Continuing the theme of the ‘Poet’ post, I’ve been thinking not only of the importance of making sure each and every word is vital to the piece of writing as a whole, but also of the importance of listening.

First, we listen to the rhythm of the words.  This is important, and most writers know to read their work out loud and listen to how the sentences flow, how the dialog sounds, and so forth.  The ear hears what the eyes sometimes miss.  If, in reading out loud, certain words are skipped over, or a sentence comes out verbally different from how it’s written, it’s probably because the way we read it sounds more natural.
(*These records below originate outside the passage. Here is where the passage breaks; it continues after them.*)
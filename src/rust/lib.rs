//! Emotion classifier for short Spanish love-letter phrases.
//!
//! Generates a synthetic corpus, trains a TF-IDF → SMOTE → random forest
//! pipeline that tells *enamoramiento*, *ruptura* and *confusion* apart, and
//! persists it as a pipeline/label-map pair.
//!
//! # Basic Usage
//!
//! ```rust
//! # fn main() -> Result<(), Box<dyn std::error::Error>> {
//! use cartas_emociones::{corpus, EmotionClassifier, TrainingConfig};
//!
//! let examples = corpus::generate(60, 42);
//! let mut classifier = EmotionClassifier::builder()
//!     .with_config(TrainingConfig { n_estimators: 20, cv_folds: 0, ..Default::default() })
//!     .build()?;
//!
//! let (texts, labels) = classifier.encode_examples(&examples)?;
//! let report = classifier.train(&texts, &labels)?;
//! println!("Held-out accuracy: {:.2}", report.accuracy);
//!
//! let prediction = classifier.predict("No se si es amor o costumbre")?;
//! for (label, p) in &prediction.probabilities {
//!     println!("{}: {:.1}%", label, p * 100.0);
//! }
//! # Ok(())
//! # }
//! ```
//!
//! # Persistence
//!
//! ```rust,no_run
//! # fn main() -> Result<(), Box<dyn std::error::Error>> {
//! use cartas_emociones::ArtifactStore;
//!
//! let store = ArtifactStore::new("models");
//! if !store.is_model_saved() {
//!     eprintln!("No model found. Run `cartas train` first.");
//!     return Ok(());
//! }
//! let classifier = store.load()?;
//! println!("{:?}", classifier.predict("Te extrano cuando no estas")?);
//! # Ok(())
//! # }
//! ```
//!
//! # Thread Safety
//!
//! Once trained or loaded, the classifier only needs `&self` to predict and
//! can be shared across threads with `Arc`. Training takes `&mut self`.

pub mod artifacts;
pub mod classifier;
pub mod config;
pub mod corpus;
pub mod labels;
pub mod stopwords;
pub mod text;

pub use artifacts::ArtifactStore;
pub use classifier::{
    ClassifierBuilder, ClassifierError, EmotionClassifier, ModelState, Prediction, TrainingReport,
};
pub use config::{ProjectPaths, TrainingConfig};
pub use corpus::Example;
pub use labels::{Emotion, LabelMap};
pub use stopwords::{StopwordSource, Stopwords};

/// Initializes `env_logger`, defaulting to the `info` level when `RUST_LOG`
/// is unset.
pub fn init_logger() {
    env_logger::Builder::from_env(env_logger::Env::default().default_filter_or("info")).init();
}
Second, we as writers need to listen to our characters.  This isn’t as common, but is just as important.  In an early piece years ago, I had a character actually say to another character, ‘I’m so bored with all this.’  This bit of dialog showed up mid way through the story, in the infamous ‘sagging middle’.  The editor I was working with made a very kind notation in the margin that sometimes our characters tell us when something is wrong.  How right she was.  I rewrote, and made sure that character didn’t get bored again.
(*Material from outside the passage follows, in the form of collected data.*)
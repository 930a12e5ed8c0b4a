use std::path::PathBuf;
use std::process::ExitCode;
use std::time::Instant;

use anyhow::{Context, Result};
use cartas_emociones::{
    corpus, ArtifactStore, ClassifierError, EmotionClassifier, Prediction, ProjectPaths, StopwordSource,
};
use clap::{Parser, Subcommand};
use log::info;

const EXAMPLE_LETTERS: [&str; 5] = [
    "Te amo mas que a nada en este mundo y quiero estar contigo siempre",
    "Creo que debemos terminar esta relacion, ya no somos felices juntos",
    "No se que siento por ti, a veces te amo y a veces necesito espacio",
    "Tu presencia llena mi vida de alegria y no imagino un futuro sin ti",
    "Necesito tiempo para pensar en lo nuestro, estoy muy confundido",
];

#[derive(Parser)]
#[command(author, version, about, long_about = None)]
struct Args {
    #[command(subcommand)]
    command: Command,
}

#[derive(Subcommand)]
enum Command {
    /// Generate the synthetic dataset CSV
    Generate {
        /// Requested number of examples (rounded down to a multiple of 3)
        #[arg(short, long, default_value_t = 300)]
        n: usize,
        #[arg(short, long, default_value_t = 42)]
        seed: u64,
        /// Output CSV path (defaults to data/processed/cartas_dataset.csv)
        #[arg(short, long)]
        output: Option<PathBuf>,
    },
    /// Train on a dataset CSV and save the model pair
    Train {
        #[arg(short, long)]
        data: Option<PathBuf>,
        #[arg(short, long)]
        models_dir: Option<PathBuf>,
        /// Newline-separated stopword file (overrides CARTAS_STOPWORDS)
        #[arg(long)]
        stopwords: Option<PathBuf>,
    },
    /// Classify a text with the saved model
    Predict {
        text: String,
        #[arg(short, long)]
        models_dir: Option<PathBuf>,
        /// Print the prediction as JSON
        #[arg(long)]
        json: bool,
    },
    /// Train in memory on a fresh corpus and classify the example letters
    Demo {
        #[arg(short, long, default_value_t = 300)]
        n: usize,
        #[arg(short, long, default_value_t = 42)]
        seed: u64,
    },
}

fn main() -> ExitCode {
    cartas_emociones::init_logger();
    let args = Args::parse();

    match run(args.command) {
        Ok(()) => ExitCode::SUCCESS,
        Err(e) => {
            eprintln!("\nError: {}", user_message(&e));
            ExitCode::FAILURE
        }
    }
}

fn run(command: Command) -> Result<()> {
    let paths = ProjectPaths::from_env();
    match command {
        Command::Generate { n, seed, output } => {
            let output = output.unwrap_or_else(|| paths.dataset_path());
            let examples = corpus::generate(n, seed);
            corpus::write_csv(&output, &examples)?;

            println!("Dataset saved to {:?}", output);
            println!("Distribution:");
            for (label, count) in corpus::label_distribution(&examples) {
                println!("  {}: {}", label, count);
            }
            println!("\nOne example per class:");
            for label in cartas_emociones::Emotion::ALL {
                if let Some(example) = examples.iter().find(|e| e.emocion == label) {
                    println!("  {}: {}", label, example.texto);
                }
            }
        }
        Command::Train {
            data,
            models_dir,
            stopwords,
        } => {
            let data = data.unwrap_or_else(|| paths.dataset_path());
            let store = ArtifactStore::new(models_dir.unwrap_or_else(|| paths.models_dir()));
            let source = stopwords.map(StopwordSource::File).unwrap_or_else(StopwordSource::from_env);

            let start_time = Instant::now();
            let mut classifier = EmotionClassifier::builder().with_stopword_source(source).build()?;
            info!("Loading data from {:?}", data);
            let (texts, labels) = classifier
                .load_corpus(&data)
                .with_context(|| format!("reading dataset {:?}", data))?;
            let report = classifier.train(&texts, &labels)?;
            store.save(&classifier)?;

            println!("\n=== MODEL RESULTS ===");
            println!("Accuracy: {:.4}", report.accuracy);
            println!("\nClassification report:\n{}", report.report);
            if let Some(cv) = &report.cross_validation {
                println!("Cross-validation ({}-fold): {}", classifier.config().cv_folds, cv);
            }
            println!("\nModel saved to {:?}", store.pipeline_path());
            println!("Label map saved to {:?}", store.label_map_path());
            info!("Training took {:.2?}", start_time.elapsed());

            analyze(&classifier)?;
        }
        Command::Predict {
            text,
            models_dir,
            json,
        } => {
            let store = ArtifactStore::new(models_dir.unwrap_or_else(|| paths.models_dir()));
            if !store.is_model_saved() {
                anyhow::bail!(ClassifierError::MissingModel {
                    path: store.models_dir().to_path_buf(),
                });
            }
            let classifier = store.load_into(
                EmotionClassifier::builder().with_stopword_source(StopwordSource::from_env()),
            )?;
            let prediction = classifier.predict(&text)?;
            if json {
                println!("{}", serde_json::to_string_pretty(&prediction)?);
            } else {
                print_prediction(&text, &prediction);
            }
        }
        Command::Demo { n, seed } => {
            let start_time = Instant::now();
            let examples = corpus::generate(n, seed);
            let mut classifier = EmotionClassifier::builder().build()?;
            let (texts, labels) = classifier.encode_examples(&examples)?;
            let report = classifier.train(&texts, &labels)?;
            println!("Accuracy: {:.4}", report.accuracy);
            info!("Demo training took {:.2?}", start_time.elapsed());
            analyze(&classifier)?;
        }
    }
    Ok(())
}

fn analyze(classifier: &EmotionClassifier) -> Result<()> {
    println!("\n=== EXAMPLE ANALYSIS ===");
    for (text, prediction) in classifier.analyze_examples(&EXAMPLE_LETTERS)? {
        print_prediction(&text, &prediction);
    }
    Ok(())
}

fn print_prediction(text: &str, prediction: &Prediction) {
    let preview: String = text.chars().take(50).collect();
    println!("\nText: '{}...'", preview);
    println!("  Predicted emotion: {}", prediction.label);
    println!("  Confidence: {:.2}%", prediction.confidence * 100.0);

    let mut scores: Vec<_> = prediction.probabilities.iter().collect();
    scores.sort_by(|a, b| b.1.total_cmp(a.1));
    println!("  Probabilities (sorted):");
    for (label, p) in scores {
        println!("    {}: {:.1}%", label, p * 100.0);
    }
}

fn user_message(error: &anyhow::Error) -> String {
    match error.downcast_ref::<ClassifierError>() {
        Some(ClassifierError::MissingModel { path }) => format!(
            "no trained model found at {:?}. Run `cartas generate` and `cartas train` first.",
            path
        ),
        Some(ClassifierError::NotReady) => "the model is not trained or loaded yet.".to_string(),
        Some(ClassifierError::ArtifactMismatch { .. }) => {
            "the saved model files do not belong together; retrain with `cartas train`.".to_string()
        }
        Some(ClassifierError::MalformedData(msg)) => format!("invalid data: {}", msg),
        _ => format!("{:#}", error),
    }
}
A friend of mine, recently published, has an interesting tool for when her story sags or stalls.  She sits down at the dining room table with her characters and talks to them.  Asks them their opinions on the story, and so on.  She then jumps up, runs to another chair, becomes the character, and answers the writer.  In this way she found out that the character she had pegged as the murderer, wasn’t, and an elderly female character really wanted to be the murderer and had excellent reasons for that desire.  My friend laughs, sheepishly, when she talks about this, and hopes no one ever sees or hears her.  But she has found an even more intimate way to interact with her story than just listening to the characters.
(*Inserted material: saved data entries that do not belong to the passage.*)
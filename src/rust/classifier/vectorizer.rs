//! TF-IDF vectorizer over word n-grams.

use std::collections::{BTreeMap, BTreeSet, HashMap, HashSet};

use lazy_static::lazy_static;
use log::debug;
use ndarray::{Array1, Array2};
use regex::Regex;
use serde::{Deserialize, Serialize};

use super::error::ClassifierError;
use super::utils::normalize_vector;

lazy_static! {
    // Words of two or more characters.
    static ref TOKEN: Regex = Regex::new(r"\b\w\w+\b").unwrap();
}

/// Term-frequency / inverse-document-frequency vectorizer.
///
/// Stopwords are removed before n-grams are built, the vocabulary keeps
/// the `max_features` most frequent terms across the corpus, idf is
/// smoothed as `ln((1 + n) / (1 + df)) + 1` and every output row is
/// L2-normalized.
#[derive(Debug, Clone, Serialize, Deserialize)]
pub struct TfidfVectorizer {
    max_features: usize,
    ngram_range: (usize, usize),
    stop_words: BTreeSet<String>,
    vocabulary: BTreeMap<String, usize>,
    idf: Vec<f64>,
}

impl TfidfVectorizer {
    pub fn new(max_features: usize, ngram_range: (usize, usize)) -> Self {
        let min_n = ngram_range.0.max(1);
        Self {
            max_features,
            ngram_range: (min_n, ngram_range.1.max(min_n)),
            stop_words: BTreeSet::new(),
            vocabulary: BTreeMap::new(),
            idf: Vec::new(),
        }
    }

    pub fn with_stop_words<I, S>(mut self, words: I) -> Self
    where
        I: IntoIterator<Item = S>,
        S: Into<String>,
    {
        self.stop_words = words.into_iter().map(Into::into).collect();
        self
    }

    pub fn vocabulary_size(&self) -> usize {
        self.vocabulary.len()
    }

    pub fn vocabulary(&self) -> &BTreeMap<String, usize> {
        &self.vocabulary
    }

    pub fn is_fitted(&self) -> bool {
        !self.vocabulary.is_empty()
    }

    /// Splits a document into its n-gram terms, stopwords removed first.
    pub fn analyze(&self, document: &str) -> Vec<String> {
        let tokens: Vec<&str> = TOKEN
            .find_iter(document)
            .map(|m| m.as_str())
            .filter(|t| !self.stop_words.contains(*t))
            .collect();

        let mut terms = Vec::new();
        for n in self.ngram_range.0..=self.ngram_range.1 {
            for window in tokens.windows(n) {
                terms.push(window.join(" "));
            }
        }
        terms
    }

    /// Learns the vocabulary and idf weights.
    pub fn fit<S: AsRef<str>>(&mut self, documents: &[S]) -> Result<(), ClassifierError> {
        if documents.is_empty() {
            return Err(ClassifierError::Training("cannot fit vectorizer on zero documents".into()));
        }

        let mut term_freq: HashMap<String, usize> = HashMap::new();
        let mut doc_freq: HashMap<String, usize> = HashMap::new();

        for doc in documents {
            let terms = self.analyze(doc.as_ref());
            let mut seen: HashSet<&str> = HashSet::new();
            for term in &terms {
                *term_freq.entry(term.clone()).or_insert(0) += 1;
                if seen.insert(term.as_str()) {
                    *doc_freq.entry(term.clone()).or_insert(0) += 1;
                }
            }
        }

        if term_freq.is_empty() {
            return Err(ClassifierError::Training(
                "empty vocabulary: documents contain only stopwords or short tokens".into(),
            ));
        }

        let mut ranked: Vec<(String, usize)> = term_freq.into_iter().collect();
        ranked.sort_by(|a, b| b.1.cmp(&a.1).then_with(|| a.0.cmp(&b.0)));
        ranked.truncate(self.max_features);

        let mut kept: Vec<String> = ranked.into_iter().map(|(term, _)| term).collect();
        kept.sort();

        let n_docs = documents.len() as f64;
        self.idf = kept
            .iter()
            .map(|term| {
                let df = doc_freq.get(term).copied().unwrap_or(0) as f64;
                ((1.0 + n_docs) / (1.0 + df)).ln() + 1.0
            })
            .collect();
        self.vocabulary = kept.into_iter().enumerate().map(|(i, term)| (term, i)).collect();

        debug!("TF-IDF vocabulary: {} terms from {} documents", self.vocabulary.len(), documents.len());
        Ok(())
    }

    /// Vectorizes a single document. Unknown terms are ignored, so an
    /// empty or out-of-vocabulary document yields the zero vector.
    pub fn transform_one(&self, document: &str) -> Array1<f64> {
        let mut row = Array1::zeros(self.vocabulary.len());
        for term in self.analyze(document) {
            if let Some(&idx) = self.vocabulary.get(&term) {
                row[idx] += 1.0;
            }
        }
        for (value, idf) in row.iter_mut().zip(&self.idf) {
            *value *= idf;
        }
        normalize_vector(&mut row);
        row
    }

    pub fn transform<S: AsRef<str>>(&self, documents: &[S]) -> Array2<f64> {
        let mut matrix = Array2::zeros((documents.len(), self.vocabulary.len()));
        for (i, doc) in documents.iter().enumerate() {
            matrix.row_mut(i).assign(&self.transform_one(doc.as_ref()));
        }
        matrix
    }

    pub fn fit_transform<S: AsRef<str>>(&mut self, documents: &[S]) -> Result<Array2<f64>, ClassifierError> {
        self.fit(documents)?;
        Ok(self.transform(documents))
    }
}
Honestly, I’m not sure I’m that uninhibited.  After all, when I read my writing out loud, I whisper.

But at least I’m listening.

Poets

I have always positioned poets up on a pillar.  Seriously.  I admire them from far below, because as I’ve mentioned before, it takes me 80,000 words to get a story across and poets can do it in a few stanzas.  If you question whether a poem can tell a story read the one I’ve posted over on the sidebar.  Trust me, if you’re a writer the poem will haunt you with all the unknown back story and unsaid threads.  I don’t understand poetry, I’ve failed at writing it, I know nothing about the types, styles, or whether something is a cinquain or a haiku.  I still covet the ability to write them though.

I have two friends and one nephew who write amazing poetry.  Their words transport me away not just to place, but to emotions.  They can call up peace, melancholy, even deep homesickness when I’m sitting on my favorite chair at home.  I study their words and take away this lesson that is self-evident but I need to repeat often.  Every single word counts.  And taking the effort to think about each word makes a significant difference.

When I’m in the throes of writing though, I can’t slow down to study each word.  I speed along, caught up in the story, and worry about whether it’s the perfect word or phrase during editing.  I imagine poets edit, too, but I have this idealized vision of them sitting alone, looking very much like a poet, and channeling beauty into the first draft.  Makes me envious.

Poetry seems to me to be the very barest of bare bones of a story.  So for a challenge, sometimes I take my novel and try to write the entire plot into a poem.  I call it a free-style poem simply because I have no idea what I’m doing.  The end result though, has been interesting.  If I can surgically remove everything to end up with the poem/plot, suddenly what I am left holding is a synopsis.  Definitely not poetry.  But a synopsis that clarifies what I’m doing and makes me take a second look at all the subplots, making sure they are relevant and needed.  Trying to think like a poet forces me to be ruthless with all the prose I think is so literary and perfect.  Without fail I find that less is better.

Stephen King says something similar in his book On Writing.  He says the final draft is the first draft minus ten percent.  Heck, I think my final draft is the first draft minus fifty percent.  Or even more.  Some day I’ll learn to cut as I write.  But I doubt I’ll ever get to the point of writing a poem.